A Câmara do Porto aprovou esta terça-feira, com a abstenção da oposição, ratificar a resolução fundamentada apresentada em tribunal pelo presidente Rui Moreira para travar uma providência cautelar que pretende impedir demolições de imóveis privados na escarpa das Fontainhas.

Durante a reunião camarária pública, o vereador do PSD Amorim Pereira disse não “perceber a razão de existir um despacho de demolição neste momento”, nomeadamente porque a autarquia sustenta judicialmente o interesse público da demolição com “um estudo de 2011”, sem “uma atualização do estado das coisas”.

Manuel Sampaio Pimentel, vereador da Proteção Civil e Fiscalização, responsável pelo despacho de demolição, alertou que o município tem “mais de um relatório a dizer que as obras de consolidação” de que a escarpa tem sido alvo desde 2014 “colocam em risco as habitações” que a Câmara pretende demolir e, consequentemente, “vidas humanas e perdas materiais”.

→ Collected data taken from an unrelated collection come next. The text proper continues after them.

//! The permission evaluator.
//!
//! Every UI decision point funnels through [`has_permission`]. It is a pure
//! function: no I/O, no logging, no shared state.

use serde::{Deserialize, Serialize};
use sha2::{Digest, Sha256};
use std::collections::BTreeSet;

use crate::catalog::ALL_PERMISSIONS;
use crate::error::{AccessError, Result};

/// A principal's granted permission tokens.
///
/// Deduplicated and order-irrelevant. Kept sorted so that digests and
/// serialized forms are stable.
#[derive(Debug, Clone, Default, PartialEq, Eq, Serialize, Deserialize)]
#[serde(transparent)]
pub struct PermissionSet(BTreeSet<String>);

impl PermissionSet {
    pub fn new() -> Self {
        Self::default()
    }

    /// Set holding only the `"all"` sentinel.
    pub fn everything() -> Self {
        [ALL_PERMISSIONS].into_iter().collect()
    }

    /// Parse an untrusted JSON value.
    ///
    /// Returns `None` unless the value is an array of strings; callers treat
    /// `None` as an absent set, which the evaluator denies.
    pub fn from_json(value: &serde_json::Value) -> Option<Self> {
        let items = value.as_array()?;
        items
            .iter()
            .map(|v| v.as_str().map(str::to_owned))
            .collect::<Option<BTreeSet<_>>>()
            .map(Self)
    }

    pub fn contains(&self, token: &str) -> bool {
        self.0.contains(token)
    }

    /// Whether the sentinel is present.
    pub fn grants_all(&self) -> bool {
        self.0.contains(ALL_PERMISSIONS)
    }

    /// Insert a token; returns whether it was newly added.
    pub fn insert(&mut self, token: impl Into<String>) -> bool {
        self.0.insert(token.into())
    }

    /// Remove a token; returns whether it was present.
    pub fn remove(&mut self, token: &str) -> bool {
        self.0.remove(token)
    }

    pub fn len(&self) -> usize {
        self.0.len()
    }

    pub fn is_empty(&self) -> bool {
        self.0.is_empty()
    }

    pub fn iter(&self) -> impl Iterator<Item = &str> {
        self.0.iter().map(String::as_str)
    }

    /// SHA-256 hex digest over the sorted tokens.
    ///
    /// Recorded in audit entries to identify the grant set in force.
    pub fn digest(&self) -> String {
        let mut hasher = Sha256::new();
        for token in &self.0 {
            hasher.update(token.as_bytes());
            hasher.update([0u8]);
        }
        hex::encode(hasher.finalize())
    }
}

impl<S: Into<String>> FromIterator<S> for PermissionSet {
    fn from_iter<I: IntoIterator<Item = S>>(iter: I) -> Self {
        Self(iter.into_iter().map(Into::into).collect())
    }
}

/// Decide whether `permissions` grants `token`.
///
/// Fails closed: an absent set or an empty token is `false`. Otherwise the
/// token must be a member, or the `"all"` sentinel must be.
pub fn has_permission(permissions: Option<&PermissionSet>, token: &str) -> bool {
    if token.is_empty() {
        return false;
    }
    match permissions {
        Some(set) => set.contains(token) || set.grants_all(),
        None => false,
    }
}

/// Strict variant of [`has_permission`] that reports an empty token as
/// [`AccessError::InvalidToken`] instead of folding it into `false`.
pub fn check(permissions: Option<&PermissionSet>, token: &str) -> Result<bool> {
    if token.is_empty() {
        return Err(AccessError::InvalidToken);
    }
    Ok(has_permission(permissions, token))
}

/// Like [`check`], but a negative answer becomes [`AccessError::Denied`].
pub fn require(permissions: Option<&PermissionSet>, token: &str) -> Result<()> {
    if check(permissions, token)? {
        Ok(())
    } else {
        Err(AccessError::Denied {
            token: token.to_string(),
        })
    }
}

“Temos mais de um relatório a dizer que as obras de consolidação colocam em risco as habitações, e eram relatórios muito assertivos. Está em causa o risco para as vidas humanas e perdas materiais que possam ocorrer mais cá em baixo [junto à avenida Gustavo Eiffel]”, afirmou.

O vereador Pimentel lembrou ainda que, em 2014, a avenida Gustavo Eiffel “esteve intransitável devido a derrocadas na escarpa” e que “o muro de sustentação de uma das casas ruiu”.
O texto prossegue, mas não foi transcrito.